From the entries provided below, copy each line that contains the word "texts".

[Dataset records]
Start of Block

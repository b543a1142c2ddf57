// This Source Code Form is subject to the terms of the Mozilla Public
// License, v. 2.0. If a copy of the MPL was not distributed with this
// file, You can obtain one at https://mozilla.org/MPL/2.0/.

//! HSX executive and MiniVM.
//!
//! This is the engine of the HSX runtime: a deterministic 32-bit virtual
//! machine plus the executive that owns its tasks, streams executable images
//! into them, dispatches service calls, and connects tasks through the
//! mailbox subsystem. Debugger front-ends, transports, and hardware drivers
//! are separate crates that talk to [`exec::Executive`] through its
//! in-process control surface and the [`svc::Service`] hook.
//!
//! # Design principles
//!
//! 1. One owner. There are no global singletons: an `Executive` is a plain
//!    value, every subsystem is a field of it, and tests build as many fresh
//!    ones as they like.
//! 2. Cooperative and single-threaded. The engine suspends only between
//!    instructions; everything that looks concurrent (blocking receives,
//!    timeouts, streamed loads) is an explicit state machine driven by the
//!    clock.
//! 3. Status codes, not exceptions. Every public operation reports failure
//!    through [`hsx_abi::Code`]; runtime traps become a FAILED task with its
//!    PC preserved. Panics are reserved for engine invariant violations.
//! 4. Arenas and indices over pointers. Tasks name register windows, mailbox
//!    descriptors name waiters, and handles name descriptors by stable
//!    integer, so the object graph has no cycles to manage.

pub mod err;
pub mod events;
pub mod exec;
pub mod image;
pub mod mailbox;
pub mod mem;
pub mod regfile;
pub mod svc;
pub mod task;
pub mod time;
pub mod trace;
pub mod vm;
// This Source Code Form is subject to the terms of the Mozilla Public
// License, v. 2.0. If a copy of the MPL was not distributed with this
// file, You can obtain one at https://mozilla.org/MPL/2.0/.

//! The MiniVM instruction executor.
//!
//! [`step`] runs exactly one instruction of the active task: fetch from the
//! immutable code image at PC, decode, execute against the active register
//! window and the task's data arenas, update the PSW, and report how the
//! step ended. The executor never blocks and never yields mid-instruction;
//! anything that needs the executive (SVC, BRK, faults) is returned as a
//! [`Step`] or a [`FaultInfo`] for the caller to act on.
//!
//! PC discipline: on a fault the PC is left at the faulting instruction so
//! post-mortem state is exact. On `SVC` the PC has already advanced past the
//! trap, so the task resumes after it once the executive writes the results.
//! On `BRK` the PC stays at the BRK; the executive advances it on resume.
//!
//! PSW discipline is the one documented on each helper below; flags an
//! instruction does not set are preserved bitwise, including the reserved
//! upper bits.

use hsx_abi::isa::{Insn, Opcode};
use hsx_abi::{FaultInfo, Psw};

use crate::image::CodeImage;
use crate::mem::TaskMemory;
use crate::regfile::RegisterFile;

/// How a single instruction step concluded.
#[derive(Copy, Clone, Debug, Eq, PartialEq)]
pub enum Step {
    /// The instruction retired; nothing for the executive to do.
    Normal,
    /// An `SVC` trap. Module and function ids are in R6/R7, arguments in
    /// R0..R3; the PC is already past the SVC.
    Svc,
    /// A `BRK` trap. The PC still points at the BRK.
    Break,
}

/// Executes one instruction of the active window. The caller has already
/// activated the task's window on `regs`.
pub fn step(
    image: &CodeImage,
    regs: &mut RegisterFile,
    mem: &mut TaskMemory,
) -> Result<Step, FaultInfo> {
    let pc = regs.pc();
    let word = image.fetch_word(pc)?;
    let insn = Insn::decode(word).map_err(|opcode| FaultInfo::IllegalOpcode { opcode })?;
    let mut next_pc = pc.wrapping_add(insn.op.len_bytes());
    let mut psw = regs.psw();

    match insn.op {
        // Data movement. None of these touch the PSW.
        Opcode::Ldi => {
            regs.set_gpr(insn.ra, insn.simm16() as u32);
        }
        Opcode::Ldi32 => {
            let imm = image.fetch_word(pc.wrapping_add(4))?;
            regs.set_gpr(insn.ra, imm);
        }
        Opcode::Mov => {
            let v = regs.gpr(insn.rb);
            regs.set_gpr(insn.ra, v);
        }
        Opcode::Ld => {
            let addr = regs.gpr(insn.rb).wrapping_add(insn.simm16() as u32);
            let v = mem.read_u32(addr)?;
            regs.set_gpr(insn.ra, v);
        }
        Opcode::Ldh => {
            let addr = regs.gpr(insn.rb).wrapping_add(insn.simm16() as u32);
            let v = mem.read_u16(addr)?;
            regs.set_gpr(insn.ra, u32::from(v));
        }
        Opcode::Ldb => {
            let addr = regs.gpr(insn.rb).wrapping_add(insn.simm16() as u32);
            let v = mem.read_u8(addr)?;
            regs.set_gpr(insn.ra, u32::from(v));
        }
        Opcode::St => {
            let addr = regs.gpr(insn.rb).wrapping_add(insn.simm16() as u32);
            mem.write_u32(addr, regs.gpr(insn.ra))?;
        }
        Opcode::Sth => {
            let addr = regs.gpr(insn.rb).wrapping_add(insn.simm16() as u32);
            mem.write_u16(addr, regs.gpr(insn.ra) as u16)?;
        }
        Opcode::Stb => {
            let addr = regs.gpr(insn.rb).wrapping_add(insn.simm16() as u32);
            mem.write_u8(addr, regs.gpr(insn.ra) as u8)?;
        }

        // ALU.
        Opcode::Add => {
            let r = add_with_carry(&mut psw, regs.gpr(insn.rb), regs.gpr(insn.rc), 0);
            regs.set_gpr(insn.ra, r);
        }
        Opcode::Adc => {
            let carry_in = psw.c() as u32;
            let r = add_with_carry(&mut psw, regs.gpr(insn.rb), regs.gpr(insn.rc), carry_in);
            regs.set_gpr(insn.ra, r);
        }
        Opcode::Sub => {
            let r = sub_with_borrow(&mut psw, regs.gpr(insn.rb), regs.gpr(insn.rc), 0);
            regs.set_gpr(insn.ra, r);
        }
        Opcode::Sbc => {
            let borrow_in = psw.c() as u32;
            let r = sub_with_borrow(&mut psw, regs.gpr(insn.rb), regs.gpr(insn.rc), borrow_in);
            regs.set_gpr(insn.ra, r);
        }
        Opcode::Cmp => {
            // SUB flags without a destination. `ra` is the left operand so
            // that two-operand forms read naturally.
            let _ = sub_with_borrow(&mut psw, regs.gpr(insn.ra), regs.gpr(insn.rb), 0);
        }
        Opcode::Mul => {
            let a = regs.gpr(insn.rb);
            let b = regs.gpr(insn.rc);
            let r = a.wrapping_mul(b);
            let signed = i64::from(a as i32) * i64::from(b as i32);
            let unsigned = u64::from(a) * u64::from(b);
            psw.set_nz(r);
            psw.set_v(signed != i64::from(r as i32));
            psw.set_c(unsigned > u64::from(u32::MAX));
            regs.set_gpr(insn.ra, r);
        }
        Opcode::Div => {
            let n = regs.gpr(insn.rb) as i32;
            let d = regs.gpr(insn.rc) as i32;
            if d == 0 {
                return Err(FaultInfo::DivideByZero);
            }
            if n == i32::MIN && d == -1 {
                return Err(FaultInfo::IntegerOverflow);
            }
            let r = n.wrapping_div(d) as u32;
            psw.set_nz(r);
            psw.set_c(false);
            psw.set_v(false);
            regs.set_gpr(insn.ra, r);
        }
        Opcode::And => {
            let r = regs.gpr(insn.rb) & regs.gpr(insn.rc);
            logical_flags(&mut psw, r);
            regs.set_gpr(insn.ra, r);
        }
        Opcode::Or => {
            let r = regs.gpr(insn.rb) | regs.gpr(insn.rc);
            logical_flags(&mut psw, r);
            regs.set_gpr(insn.ra, r);
        }
        Opcode::Xor => {
            let r = regs.gpr(insn.rb) ^ regs.gpr(insn.rc);
            logical_flags(&mut psw, r);
            regs.set_gpr(insn.ra, r);
        }
        Opcode::Not => {
            let r = !regs.gpr(insn.rb);
            logical_flags(&mut psw, r);
            regs.set_gpr(insn.ra, r);
        }

        // Shifts. The count comes from the low 8 bits of `rc`.
        Opcode::Lsl => {
            let r = shift_left(&mut psw, regs.gpr(insn.rb), regs.gpr(insn.rc) & 0xFF);
            regs.set_gpr(insn.ra, r);
        }
        Opcode::Lsr => {
            let r = shift_right(&mut psw, regs.gpr(insn.rb), regs.gpr(insn.rc) & 0xFF, false);
            regs.set_gpr(insn.ra, r);
        }
        Opcode::Asr => {
            let r = shift_right(&mut psw, regs.gpr(insn.rb), regs.gpr(insn.rc) & 0xFF, true);
            regs.set_gpr(insn.ra, r);
        }

        // Control flow and stack. Branch targets are absolute code byte
        // addresses; a bad target faults at the *next* fetch, with the PC
        // pointing there for diagnosis.
        Opcode::Jmp => {
            next_pc = u32::from(insn.imm16);
        }
        Opcode::Jz => {
            if psw.z() {
                next_pc = u32::from(insn.imm16);
            }
        }
        Opcode::Jnz => {
            if !psw.z() {
                next_pc = u32::from(insn.imm16);
            }
        }
        Opcode::Call => {
            let sp = regs.sp().wrapping_sub(4);
            mem.write_u32(sp, next_pc)?;
            regs.set_sp(sp);
            next_pc = u32::from(insn.imm16);
        }
        Opcode::Ret => {
            let sp = regs.sp();
            next_pc = mem.read_u32(sp)?;
            regs.set_sp(sp.wrapping_add(4));
        }
        Opcode::Push => {
            let sp = regs.sp().wrapping_sub(4);
            mem.write_u32(sp, regs.gpr(insn.ra))?;
            regs.set_sp(sp);
        }
        Opcode::Pop => {
            let sp = regs.sp();
            let v = mem.read_u32(sp)?;
            regs.set_sp(sp.wrapping_add(4));
            regs.set_gpr(insn.ra, v);
        }

        // binary16 helpers. These leave the PSW untouched; float divide
        // follows IEEE-754 (inf/NaN), only the *integer* DIV traps.
        Opcode::Fadd => {
            let r = f16_binop(regs.gpr(insn.rb), regs.gpr(insn.rc), |a, b| a + b);
            regs.set_gpr(insn.ra, r);
        }
        Opcode::Fsub => {
            let r = f16_binop(regs.gpr(insn.rb), regs.gpr(insn.rc), |a, b| a - b);
            regs.set_gpr(insn.ra, r);
        }
        Opcode::Fmul => {
            let r = f16_binop(regs.gpr(insn.rb), regs.gpr(insn.rc), |a, b| a * b);
            regs.set_gpr(insn.ra, r);
        }
        Opcode::Fdiv => {
            let r = f16_binop(regs.gpr(insn.rb), regs.gpr(insn.rc), |a, b| a / b);
            regs.set_gpr(insn.ra, r);
        }
        Opcode::I2f => {
            let v = regs.gpr(insn.rb) as i32;
            regs.set_gpr(insn.ra, u32::from(f32_to_f16(v as f32)));
        }
        Opcode::F2i => {
            let v = f16_to_f32(regs.gpr(insn.rb) as u16);
            // Truncation toward zero, saturating at the i32 range; NaN
            // converts to 0.
            regs.set_gpr(insn.ra, v as i32 as u32);
        }

        // Traps.
        Opcode::Svc => {
            regs.set_psw(psw);
            regs.set_pc(next_pc);
            return Ok(Step::Svc);
        }
        Opcode::Brk => {
            return Ok(Step::Break);
        }
    }

    regs.set_psw(psw);
    regs.set_pc(next_pc);
    Ok(Step::Normal)
}

/// ADD/ADC result and flags. C is the 33rd bit of the unsigned sum; V fires
/// when both operands share a sign and the result does not.
fn add_with_carry(psw: &mut Psw, a: u32, b: u32, carry_in: u32) -> u32 {
    let wide = u64::from(a) + u64::from(b) + u64::from(carry_in);
    let r = wide as u32;
    psw.set_nz(r);
    psw.set_c(wide >> 32 != 0);
    psw.set_v(!(a ^ b) & (a ^ r) & 0x8000_0000 != 0);
    r
}

/// SUB/SBC/CMP result and flags. C is the *borrow* flag: set when the
/// unsigned `a - b - borrow_in` wraps. V fires when the operand signs differ
/// and the result's sign matches the subtrahend's.
fn sub_with_borrow(psw: &mut Psw, a: u32, b: u32, borrow_in: u32) -> u32 {
    let r = a.wrapping_sub(b).wrapping_sub(borrow_in);
    psw.set_nz(r);
    psw.set_c(u64::from(b) + u64::from(borrow_in) > u64::from(a));
    psw.set_v((a ^ b) & (a ^ r) & 0x8000_0000 != 0);
    r
}

/// AND/OR/XOR/NOT flags: Z/N from the result, V cleared, C preserved.
fn logical_flags(psw: &mut Psw, r: u32) {
    psw.set_nz(r);
    psw.set_v(false);
}

/// LSL. A zero count preserves Z/N/C and clears only V; otherwise C takes
/// the last bit shifted out. Counts are honored up to 255 through 64-bit
/// widening, so counts past 32 produce zero with C=0 (except exactly 32,
/// where C is bit 0 of the original value).
fn shift_left(psw: &mut Psw, v: u32, count: u32) -> u32 {
    if count == 0 {
        psw.set_v(false);
        return v;
    }
    let wide = if count < 64 { u64::from(v) << count } else { 0 };
    let r = wide as u32;
    psw.set_nz(r);
    psw.set_c(wide >> 32 & 1 != 0);
    psw.set_v(false);
    r
}

/// LSR/ASR. A zero count preserves Z/N/C and clears only V; otherwise C
/// takes the last bit shifted into it (bit `count-1` of the original value,
/// or the sign fill once an arithmetic shift has consumed the whole word).
fn shift_right(psw: &mut Psw, v: u32, count: u32, arithmetic: bool) -> u32 {
    if count == 0 {
        psw.set_v(false);
        return v;
    }
    let wide: i64 = if arithmetic {
        i64::from(v as i32)
    } else {
        u64::from(v) as i64
    };
    let shift = count.min(63);
    let r = (wide >> shift) as u32;
    let c = wide >> (shift - 1) & 1 != 0;
    psw.set_nz(r);
    psw.set_c(c);
    psw.set_v(false);
    r
}

fn f16_binop(a: u32, b: u32, op: impl Fn(f32, f32) -> f32) -> u32 {
    u32::from(f32_to_f16(op(f16_to_f32(a as u16), f16_to_f32(b as u16))))
}

/// Widens an IEEE-754 binary16 value to binary32. Exact: every binary16
/// value (normals, subnormals, infinities, NaNs) is representable.
fn f16_to_f32(bits: u16) -> f32 {
    let sign = u32::from(bits >> 15) << 31;
    let exp = u32::from(bits >> 10) & 0x1F;
    let frac = u32::from(bits) & 0x3FF;

    let out = if exp == 0 {
        if frac == 0 {
            sign
        } else {
            // Subnormal: renormalize into the binary32 format.
            let mut e = 113u32;
            let mut f = frac;
            while f & 0x400 == 0 {
                f <<= 1;
                e -= 1;
            }
            sign | (e << 23) | ((f & 0x3FF) << 13)
        }
    } else if exp == 0x1F {
        sign | (0xFF << 23) | (frac << 13)
    } else {
        sign | ((exp + 112) << 23) | (frac << 13)
    };
    f32::from_bits(out)
}

/// Narrows a binary32 value to binary16 with round-to-nearest-even,
/// overflowing to infinity and flushing tiny values to signed zero.
fn f32_to_f16(v: f32) -> u16 {
    let bits = v.to_bits();
    let sign = ((bits >> 16) & 0x8000) as u16;
    let exp = ((bits >> 23) & 0xFF) as i32;
    let frac = bits & 0x7F_FFFF;

    if exp == 0xFF {
        if frac == 0 {
            return sign | 0x7C00;
        }
        // NaN: keep the top payload bits, forcing at least the quiet bit so
        // the result stays a NaN.
        let payload = (frac >> 13) as u16 & 0x3FF;
        return sign | 0x7C00 | if payload == 0 { 0x200 } else { payload };
    }

    let e = exp - 127 + 15;
    if e >= 0x1F {
        return sign | 0x7C00;
    }
    if e <= 0 {
        if e < -10 {
            return sign;
        }
        // Subnormal result: shift the full significand (implicit bit
        // included) down to the 2^-24 grid, rounding half to even.
        let mant = frac | 0x80_0000;
        let shift = (14 - e) as u32;
        let sub = mant >> shift;
        let rem = mant & ((1 << shift) - 1);
        let half = 1 << (shift - 1);
        let round_up = rem > half || (rem == half && sub & 1 == 1);
        return sign | (sub + u32::from(round_up)) as u16;
    }

    let sub = frac >> 13;
    let rem = frac & 0x1FFF;
    let mut out = ((e as u32) << 10) | sub;
    if rem > 0x1000 || (rem == 0x1000 && out & 1 == 1) {
        // A carry out of the mantissa rolls into the exponent, which is
        // exactly the right behavior up to and including overflow to inf.
        out += 1;
    }
    sign | out as u16
}
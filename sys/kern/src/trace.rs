// This Source Code Form is subject to the terms of the Mozilla Public
// License, v. 2.0. If a copy of the MPL was not distributed with this
// file, You can obtain one at https://mozilla.org/MPL/2.0/.

//! Disassembly for the debug surface.
//!
//! Listings are produced by a linear sweep over the *immutable code image*
//! only -- never over writable memory, so what the debugger shows is what
//! the decoder will execute. Listings are cached per `(pid, code identity)`;
//! the identity is the image's CRC + length, so a restarted task with the
//! same image hits the cache and a task that loaded different bytes cannot.

use std::collections::HashMap;

use hsx_abi::isa::{Insn, Opcode};
use hsx_abi::Pid;

use crate::image::CodeImage;

/// How `disasm_read` anchors its window.
#[derive(Copy, Clone, Debug, Eq, PartialEq)]
pub enum DisasmMode {
    /// Center the window on the anchor address (typically the PC).
    AroundPc,
    /// Start the window at the anchor address.
    FromAddr,
}

/// One listing line.
#[derive(Clone, Debug, Eq, PartialEq)]
pub struct DisasmLine {
    pub addr: u32,
    /// Raw instruction word (first word, for two-word instructions).
    pub word: u32,
    pub text: String,
}

#[derive(Debug, Default)]
pub struct DisasmCache {
    listings: HashMap<(Pid, (u32, u32)), Vec<DisasmLine>>,
}

impl DisasmCache {
    pub fn new() -> Self {
        Self::default()
    }

    /// Reads `count` lines anchored at `anchor` from the listing for
    /// `pid`'s image, building and caching the listing on first use.
    pub fn read(
        &mut self,
        pid: Pid,
        image: &CodeImage,
        anchor: u32,
        count: usize,
        mode: DisasmMode,
    ) -> Vec<DisasmLine> {
        let key = (pid, image.identity());
        let listing = self
            .listings
            .entry(key)
            .or_insert_with(|| build_listing(image));

        let at = listing.partition_point(|line| line.addr < anchor);
        let start = match mode {
            DisasmMode::FromAddr => at.min(listing.len()),
            DisasmMode::AroundPc => at.saturating_sub(count / 2),
        };
        listing.iter().skip(start).take(count).cloned().collect()
    }

    /// Drops cached listings for a destroyed pid.
    pub fn invalidate(&mut self, pid: Pid) {
        self.listings.retain(|(p, _), _| *p != pid);
    }
}

/// Linear sweep of the code section. Unassigned encodings disassemble as
/// `.word`, and the sweep resynchronizes on the next word boundary.
fn build_listing(image: &CodeImage) -> Vec<DisasmLine> {
    let mut lines = Vec::new();
    let mut pc = 0u32;
    let code_len = image.header().code_len;
    while pc + 4 <= code_len {
        let word = image.fetch_word(pc).expect("sweep stays inside code");
        match Insn::decode(word) {
            Ok(insn) => {
                let mut step = insn.op.len_bytes();
                let text = if insn.op == Opcode::Ldi32 {
                    match image.fetch_word(pc + 4) {
                        Ok(imm) => format!("LDI32 R{}, #{:#010x}", insn.ra, imm),
                        Err(_) => {
                            // Truncated two-word instruction at the end of
                            // the section; show the first word as data.
                            step = 4;
                            format!(".word {word:#010x}")
                        }
                    }
                } else {
                    format_insn(&insn)
                };
                lines.push(DisasmLine {
                    addr: pc,
                    word,
                    text,
                });
                pc += step;
            }
            Err(_) => {
                lines.push(DisasmLine {
                    addr: pc,
                    word,
                    text: format!(".word {word:#010x}"),
                });
                pc += 4;
            }
        }
    }
    lines
}

fn format_insn(insn: &Insn) -> String {
    use Opcode::*;
    let m = insn.op.mnemonic();
    match insn.op {
        Add | Sub | Mul | Div | And | Or | Xor | Adc | Sbc | Lsl | Lsr | Asr | Fadd | Fsub
        | Fmul | Fdiv => {
            format!("{m} R{}, R{}, R{}", insn.ra, insn.rb, insn.rc)
        }
        Mov | Not | I2f | F2i => format!("{m} R{}, R{}", insn.ra, insn.rb),
        Cmp => format!("{m} R{}, R{}", insn.ra, insn.rb),
        Ldi => format!("{m} R{}, #{}", insn.ra, insn.simm16()),
        Ld | Ldb | Ldh | St | Stb | Sth => {
            let off = insn.simm16();
            if off < 0 {
                format!("{m} R{}, [R{}{off}]", insn.ra, insn.rb)
            } else {
                format!("{m} R{}, [R{}+{off}]", insn.ra, insn.rb)
            }
        }
        Jmp | Jz | Jnz | Call => format!("{m} {:#06x}", insn.imm16),
        Push | Pop => format!("{m} R{}", insn.ra),
        Ret | Svc | Brk => m.to_string(),
        // Handled by the caller, which has the second word in hand.
        Ldi32 => format!("{m} R{}, #<imm32>", insn.ra),
    }
}

#[cfg(test)]
mod tests {
    use super::*;
    use hsx_abi::isa::{enc_j, enc_mem, enc_none, enc_ri, enc_rrr};

    fn image_of(words: &[u32]) -> CodeImage {
        let mut code = Vec::new();
        for w in words {
            code.extend_from_slice(&w.to_le_bytes());
        }
        CodeImage::synthetic(&code, &[], 0)
    }

    #[test]
    fn listing_covers_every_instruction() {
        let img = image_of(&[
            enc_ri(Opcode::Ldi, 1, 5),
            enc_rrr(Opcode::Add, 3, 1, 2),
            enc_mem(Opcode::Ld, 2, 4, -8),
            enc_j(Opcode::Jmp, 0),
            enc_none(Opcode::Brk),
        ]);
        let mut cache = DisasmCache::new();
        let lines = cache.read(Pid(1), &img, 0, 16, DisasmMode::FromAddr);
        let texts: Vec<&str> = lines.iter().map(|l| l.text.as_str()).collect();
        assert_eq!(
            texts,
            [
                "LDI R1, #5",
                "ADD R3, R1, R2",
                "LD R2, [R4-8]",
                "JMP 0x0000",
                "BRK",
            ]
        );
        assert_eq!(lines[2].addr, 8);
    }

    #[test]
    fn ldi32_consumes_two_words() {
        let img = image_of(&[enc_ri(Opcode::Ldi32, 7, 0), 0x7FFF_FFFF, enc_none(Opcode::Ret)]);
        let mut cache = DisasmCache::new();
        let lines = cache.read(Pid(1), &img, 0, 16, DisasmMode::FromAddr);
        assert_eq!(lines[0].text, "LDI32 R7, #0x7fffffff");
        assert_eq!(lines[1].addr, 8);
        assert_eq!(lines[1].text, "RET");
    }

    #[test]
    fn unassigned_words_render_as_data() {
        let img = image_of(&[0x0000_00FE, enc_none(Opcode::Ret)]);
        let mut cache = DisasmCache::new();
        let lines = cache.read(Pid(1), &img, 0, 16, DisasmMode::FromAddr);
        assert_eq!(lines[0].text, ".word 0x000000fe");
        assert_eq!(lines[1].text, "RET");
    }

    #[test]
    fn around_pc_centers_and_from_addr_starts() {
        let words: Vec<u32> = (0..8).map(|_| enc_none(Opcode::Ret)).collect();
        let img = image_of(&words);
        let mut cache = DisasmCache::new();
        let around = cache.read(Pid(1), &img, 16, 4, DisasmMode::AroundPc);
        assert_eq!(around.first().unwrap().addr, 8);
        let from = cache.read(Pid(1), &img, 16, 4, DisasmMode::FromAddr);
        assert_eq!(from.first().unwrap().addr, 16);
        assert_eq!(from.len(), 4);
    }

    #[test]
    fn invalidate_is_per_pid() {
        let img = image_of(&[enc_none(Opcode::Ret)]);
        let mut cache = DisasmCache::new();
        cache.read(Pid(1), &img, 0, 1, DisasmMode::FromAddr);
        cache.read(Pid(2), &img, 0, 1, DisasmMode::FromAddr);
        cache.invalidate(Pid(1));
        assert_eq!(cache.listings.len(), 1);
    }
}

End of Block

◆ **Task response**:
        let texts: Vec<&str> = lines.iter().map(|l| l.text.as_str()).collect();
            texts,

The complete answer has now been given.